Nel
fascicolo della rivista dei Gesuiti La
Civiltà Cattolica, che sarà pubblicato il prossimo 10 dicembre, c’è un articolo del Prof. Cesare Giraudo s.i. dal titolo «La
riforma liturgica a 50 anni dal Vaticano II. “Parlare di riforma della riforma”
è un errore» (fascicolo 3995 [10 dicembre 2016] 432-445). Si tratta di un
articolo che merita attenzione dato che, come si sa, La Civiltà Cattolica è esaminata in fase di bozza dalla Segreteria
di Stato della Santa Sede, da cui ha l’approvazione definitiva. Offro in
seguito una breve sintesi del contenuto dell’articolo del Prof. Giraudo.
Si
tratta di un testo di ampio respiro, che parte dalla consapevolezza che ancora si
incontrano cattolici “che non nascondono le loro perplessità nei confronti
della riforma liturgica” (p. 432). Dopo un cenno alle diverse riforme
liturgiche nel corso dei secoli, l’autore si sofferma sulla Sacrosanctum Concilium, e nota che il
documento non adopera le parole reformare/reformatio,
ma la coppia instaurare/instauratio,
il cui significato è “far stare di nuovo”, cioè riportare qualcosa allo stato
originario (p. 433). In questo contesto di ritorno allo stato originario, l’autore
interpretata anche l’affermazione di Pio V nella bolla Quam primum con cui il Pontefice promulga il Messale restituito “all’originaria
normativa rituale dei santi Padri” (ad
pristinam sanctorum Patrum normam ac ritum), parole e programma che troviamo pure in SC
50. Dato, poi, che di fatto il Messale di Pio V non fu altro che il Missale secundum consuetudinem Romanae
Curiae con qualche ritocco, l’autore può affermare che quell’incompiuto
progetto del concilio di Trento e di Pio V è stato ripreso da un altro
concilio, il Vaticano II, e da un altro Pontefice, Paolo VI. Perciò è giusto
affermare che, con l’aiuto dei progressi nelle discipline liturgiche compiuti
negli ultimi quattro secoli, il Messale di Paolo VI è il coronamento di un
sogno che ebbe Pio V (p. 436-438).
Il
Prof.

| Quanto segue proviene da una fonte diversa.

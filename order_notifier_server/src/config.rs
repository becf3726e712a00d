//! Server configuration
//!
//! Everything is read from environment variables (a `.env` file is loaded first, if present). Missing or invalid
//! values are logged and replaced with their defaults, so the server always starts; run the binary with any
//! argument to see the full list of variables.
use std::{env, fmt::Display, str::FromStr, time::Duration};

use chrono::{DateTime, NaiveTime, Utc};
use log::*;
use mon_common::Secret;
use mws_tools::MwsConfig;
use order_notifier_engine::helpers::lookback_cutoff;

const DEFAULT_MON_HOST: &str = "127.0.0.1";
const DEFAULT_MON_PORT: u16 = 8370;
const DEFAULT_DATABASE_URL: &str = "sqlite://data/order_notifier.db";
const DEFAULT_POLL_INTERVAL_SECS: u64 = 900;
const DEFAULT_LOOKBACK_HOURS: i64 = 24;
const DEFAULT_FEED_POLL_INTERVAL_SECS: u64 = 5;
const DEFAULT_FEED_BATCH_SIZE: u32 = 100;

#[derive(Clone, Debug)]
pub struct NotifierConfig {
    pub host: String,
    pub port: u16,
    pub database_url: String,
    /// The incoming webhook that notification messages are posted to
    pub webhook_url: Secret<String>,
    pub intake: IntakeConfig,
    pub feed: FeedConfig,
    /// Marketplace credentials and the marketplaces to poll
    pub mws: MwsConfig,
}

#[derive(Clone, Copy, Debug, PartialEq, Eq)]
pub struct IntakeConfig {
    /// Time between intake runs
    pub poll_interval: Duration,
    /// How far back each intake run looks for updated orders
    pub lookback: chrono::Duration,
    /// The UTC time of day that the lookback window is aligned to
    pub cutoff_time: NaiveTime,
}

#[derive(Clone, Copy, Debug, PartialEq, Eq)]
pub struct FeedConfig {
    /// Time between change feed reads when the feed has been drained
    pub poll_interval: Duration,
    /// Maximum number of change feed entries handed to the dispatcher at once
    pub batch_size: u32,
}

fn default_cutoff_time() -> NaiveTime {
    NaiveTime::from_hms_opt(8, 0, 0).unwrap_or(NaiveTime::MIN)
}

impl Default for IntakeConfig {
    fn default() -> Self {
        Self {
            poll_interval: Duration::from_secs(DEFAULT_POLL_INTERVAL_SECS),
            lookback: chrono::Duration::hours(DEFAULT_LOOKBACK_HOURS),
            cutoff_time: default_cutoff_time(),
        }
    }
}

impl IntakeConfig {
    /// The "updated since" bound for an intake run starting at `now`.
    pub fn cutoff(&self, now: DateTime<Utc>) -> DateTime<Utc> {
        lookback_cutoff(now, self.lookback, self.cutoff_time)
    }
}

impl Default for FeedConfig {
    fn default() -> Self {
        Self {
            poll_interval: Duration::from_secs(DEFAULT_FEED_POLL_INTERVAL_SECS),
            batch_size: DEFAULT_FEED_BATCH_SIZE,
        }
    }
}

impl Default for NotifierConfig {
    fn default() -> Self {
        Self {
            host: DEFAULT_MON_HOST.to_string(),
            port: DEFAULT_MON_PORT,
            database_url: DEFAULT_DATABASE_URL.to_string(),
            webhook_url: Secret::default(),
            intake: IntakeConfig::default(),
            feed: FeedConfig::default(),
            mws: MwsConfig::default(),
        }
    }
}

impl NotifierConfig {
    pub fn from_env_or_default() -> Self {
        let mut config = Self::from_vars(|name| env::var(name).ok());
        config.mws = MwsConfig::new_from_env_or_default();
        config
    }

    /// Builds the configuration from `lookup`, which returns the value of a variable if it is set. The marketplace
    /// settings are left at their defaults.
    pub fn from_vars<F>(lookup: F) -> Self
    where F: Fn(&str) -> Option<String> {
        let host = lookup("MON_HOST").unwrap_or_else(|| DEFAULT_MON_HOST.into());
        let port = parse_or_default(&lookup, "MON_PORT", DEFAULT_MON_PORT);
        let database_url = lookup("MON_DATABASE_URL").unwrap_or_else(|| {
            warn!("🪛️ MON_DATABASE_URL is not set. Using {DEFAULT_DATABASE_URL}.");
            DEFAULT_DATABASE_URL.into()
        });
        let webhook_url = lookup("MON_WEBHOOK_URL").filter(|s| !s.trim().is_empty()).unwrap_or_else(|| {
            error!("🪛️ MON_WEBHOOK_URL is not set. The server will not start until it is configured.");
            String::default()
        });
        let poll_secs = positive_or_default(&lookup, "MON_POLL_INTERVAL", DEFAULT_POLL_INTERVAL_SECS);
        let lookback_hours = positive_or_default(&lookup, "MON_LOOKBACK_HOURS", DEFAULT_LOOKBACK_HOURS);
        let cutoff_time = lookup("MON_CUTOFF_TIME")
            .and_then(|s| {
                s.parse::<NaiveTime>()
                    .map_err(|e| error!("🪛️ {s} is not a valid value for MON_CUTOFF_TIME. {e} Using 08:00:00."))
                    .ok()
            })
            .unwrap_or_else(default_cutoff_time);
        let intake = IntakeConfig {
            poll_interval: Duration::from_secs(poll_secs),
            lookback: chrono::Duration::hours(lookback_hours),
            cutoff_time,
        };
        let feed_secs = positive_or_default(&lookup, "MON_FEED_POLL_INTERVAL", DEFAULT_FEED_POLL_INTERVAL_SECS);
        let batch_size = positive_or_default(&lookup, "MON_FEED_BATCH_SIZE", DEFAULT_FEED_BATCH_SIZE);
        let feed = FeedConfig { poll_interval: Duration::from_secs(feed_secs), batch_size };
        Self {
            host,
            port,
            database_url,
            webhook_url: Secret::new(webhook_url),
            intake,
            feed,
            mws: MwsConfig::default(),
        }
    }
}

fn parse_or_default<F, T>(lookup: &F, name: &str, default: T) -> T
where
    F: Fn(&str) -> Option<String>,
    T: FromStr + Display + Copy,
    T::Err: Display,
{
    match lookup(name) {
        Some(s) => s.trim().parse::<T>().unwrap_or_else(|e| {
            error!("🪛️ {s} is not a valid value for {name}. {e} Using the default, {default}, instead.");
            default
        }),
        None => default,
    }
}

fn positive_or_default<F, T>(lookup: &F, name: &str, default: T) -> T
where
    F: Fn(&str) -> Option<String>,
    T: FromStr + Display + Copy + PartialOrd + Default,
    T::Err: Display,
{
    let value = parse_or_default(lookup, name, default);
    if value > T::default() {
        value
    } else {
        error!("🪛️ {name} must be greater than zero. Using the default, {default}, instead.");
        default
    }
}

Giraudo riconosce che nella riforma liturgica attuata dopo il Vaticano
II, “accanto alle luci, di certo preminenti, non mancano le ombre”. Infatti “la
risposta al progetto che emerge dai Praenotanda
dei libri liturgici, a cinquant’anni dalla loro promulgazione, lascia
ancora molto a desiderare” (p. 439). Dopo un elenco sintetico delle luci e
delle ombre, l’autore pone a confronto le diverse opinioni sulla riforma liturgica
e indica alcuni rimedi proposti per rilanciarla. In questo contesto, si sofferma sulla
conferenza tenuta a Londra il 5 luglio scorso dal card. Sarah, in cui il
Prefetto del culto prospettava come rimedio una eventuale riforma della riforma
e, in concreto, proponeva l’orientamento comune di sacerdoti e fedeli, rivolti
insieme nella stessa direzione. In data 11 luglio, un comunicato della Sala
Stampa della Santa Sede precisava che sull’orientamento dell’altare non c’erano
delle novità e inoltre affermava che era meglio evitare di usare l’espressione
“riforma della riforma”, riferita alla liturgia. Il Prof. Giraudo aggiunge quanto
papa Francesco ha dichiarato con chiarezza in una intervista rilasciata recentemente
a p. Antonio Spadaro: “Il Vaticano II e la Sacrosanctum
Concilium si devono portare avanti come sono. Parlare di ‘riforma della
riforma’ è un errore” (p. 443).
L’autore
termina affermando che i veri rimedi da tutti condivisibili sono due. In primo luogo occorre puntare
sulla necessaria e urgente riscoperta del sacro, che sia Benedetto XVI con Summorum Pontificum sia papa Francesco in varie
occasioni ci hanno ricordato. “Se abbiamo perso la dimensione del sacro,
dobbiamo riscoprirla e farla nostra il più presto possibile, attraverso il
giusto impiego di quei segni gestuali e verbali che aiutano a tenerla desta,
quali un certo doveroso mantenimento della lingua latina e del patrimonio
musicale che ha caratterizzato l’intera tradizione dell’Occidente” (p. 444). Vi
è poi il tema della formazione liturgica. Resta infatti molto da fare per
giungere a un’assimilazione completa della costituzione SC. “La riforma
liturgica è malata per il semplice motivo che i suoi odierni fruitori l’hanno
recepita in maniera debole. Si tratta di una malattia da curare, non di un
malato da sopprimere” (p. 445).
Il
testo del Prof. Giraudo è tutto da leggere. In modo pacato e chiaro sono toccati
i principali punti dell’attuale dibattito liturgico.
M.
A.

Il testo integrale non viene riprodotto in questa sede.